Son giunchi che piegano le spade vendute: già l’Aquila d’Austria le penne ha perdute. Il sangue d’Italia, il sangue Polacco, bevé, col cosacco, ma il cor le bruciò. (‘Mercenary swords, they’re feeble reeds. The Austrian eagle has already lost its plumes. The blood of Italy and the Polish blood it drank, along with the Cossack, but it burned its heart.’)

How a nation so strong, itself having added to her territory much to the chagrin of other nations, came to be overpowered and at last vaporised by her neighbours is one of those rapid, mysterious incidents of European history that cannot be ascribed to a single cause but to a whole battery of these. The thought of a nation, now there in a map big and apparently insurmountable, then the next gone can easily lend itself to mythologizing and misunderstanding. Inevitably, it would seem, that the easier and intuitive explanation wins the day. For some, no doubt swept by the splendid potentates whose names are synonymous with the eighteenth century, Maria Theresa, Frederick the Great, Catherine the Great, see in contrast a Poland which denied her executives the power to do as they saw fit, unopposed and unchallenged, and this, they tell us, was the beginning of her demise. Rather than constraining him with the liberum veto through the Sejm, the parliamentary body which met every two years without whose absolute consent the King of Poland could neither levy tax nor make military-related decisions, and latter day constitutions, they ought to have let him rule instead of presiding; act instead of deliberate; in other words, be more like his neighbours. He should have been allowed to build a dynasty, the motion carries; for then he would have much a reason to act with a prudence and ambition as the crowns around him. He should, that is, not have been elected.

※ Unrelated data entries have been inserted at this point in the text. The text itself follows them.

//! # preflop_drill_gen
//!
//! An offline preflop decision trainer. Each drill deals a two-card hand into a
//! table scenario (open-raise, big blind defense, facing a 3-bet, or a
//! player-defined range), asks for fold / call / raise, and judges the answer
//! against a bundled strategy chart.
//!
//! ## How it works
//!
//! 1. Build a [`TrainingRequest`] with a mode, the current difficulty state and
//!    an optional RNG seed, or keep a [`TrainingSession`] that tracks that
//!    state for you.
//! 2. A hand is drawn (rejection-sampled by streak when adaptive difficulty is
//!    on), a scenario is built for the mode, and the correct action is looked
//!    up from the chart.
//! 3. After the player answers, [`TrainingSession::submit`] returns a
//!    [`HandResult`] and [`presentation::to_feedback_json`] renders it together
//!    with the full 13x13 strategy grid.
//!
//! ## Quick start
//!
//! ```rust
//! use preflop_drill_gen::{
//!     generate_drill, Action, SessionConfig, StrategyBook, TrainingMode, TrainingRequest,
//!     TrainingSession,
//! };
//! use rand::SeedableRng;
//!
//! let book = StrategyBook::bundled().expect("bundled chart parses");
//!
//! // Stateless, seeded:
//! let request = TrainingRequest { rng_seed: Some(42), ..TrainingRequest::new(TrainingMode::Rfi) };
//! let drill = generate_drill(&request, &book, None);
//! println!("{} at {}: {}", drill.code, drill.scenario.hero.key(), drill.correct);
//!
//! // Stateful session:
//! let mut session = TrainingSession::new(SessionConfig::default(), book);
//! let mut rng = rand::rngs::StdRng::seed_from_u64(7);
//! session.deal(&mut rng);
//! let result = session.submit(Action::Fold).expect("a hand is in play");
//! println!("correct: {} (streak {})", result.is_correct, result.streak);
//! ```

pub mod presentation;
pub mod training_engine;

// Convenience re-exports so callers can use `preflop_drill_gen::generate_drill`
// directly without reaching into `training_engine::`.
pub use training_engine::{
    generate_drill, Action, Card, DifficultyState, Drill, GameType, Hand, HandCode, HandRecord,
    HandResult, HandTier, Mastery, Position, Range, Scenario, ScenarioKind, SessionConfig,
    StrategyBook, TrainerError, TrainingMode, TrainingRequest, TrainingSession,
};
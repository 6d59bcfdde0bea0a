use thiserror::Error;

/// Failures at the crate's edges: decoding external data and talking to the
/// persistence service. The decision engine itself never fails.
#[derive(Debug, Error)]
pub enum TrainerError {
    /// JSON strategy data, configuration or a persisted value failed to decode.
    #[error("JSON error: {0}")]
    Json(#[from] serde_json::Error),
    #[error("unknown training mode: '{0}'")]
    UnknownMode(String),
    #[error("invalid hand code: '{0}'")]
    InvalidHandCode(String),
    #[error("hand holds {0} twice")]
    DuplicateCard(String),
    /// The key/value store refused a write.
    #[error("storage error for key '{key}': {reason}")]
    Storage { key: String, reason: String },
}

And yet this view suffers from a number of ailments which, crucial to its argument, do not stand up to scrutiny. The main argument of my thesis is that the Polish-Lithuanian partition by Russia, Prussia and Austria cannot be accounted to a failure of democracy.

In order to do so, I will give a brief historical account of the Polish partitions of 1772, 1793 and 1795. Upon which, I will evoke and then dismiss the thesis which argues that Poland was partitioned because of the existence of a check on the Kings’ power by making the case that there is no historical precedent to lay claim that unchallengeable Polish sovereigns would not make decisions contrary to the unity of that Kingdom, and by way of epilogue question the extent to which the Polish arrangement could have been called democratic in the first place.

The Partition of Poland: A Brief History

The first instance in a series of events which would culminate in the total dismemberment of the Polish-Lithuanian Commonwealth was a demand by Catherine the Great of Russia for political and religious equality for the Dissidents (Orthodox Catholics and Protestants) in Poland, of whom there were about a million. Russian troops forced the acceptance of this measure by the Sejm. This led to a Roman Catholic and anti-Russian revolt by a group of nobles in the Ukraine, then a part of Poland as well. A Russian army suppressed this patriotic rising and defeated the Turks who supported it. Frederick the Great of Prussia, who had always bemoaned the separation of East Prussia from the rest of Prussia by the “Polish Corridor”, seized the opportunity to extend his territories by suggesting to Catharine and to Maria Theresa of Austria that each of them take parts of Poland-Lithuania without interfering with the interests of the other two. The result was the First Partition in 1772.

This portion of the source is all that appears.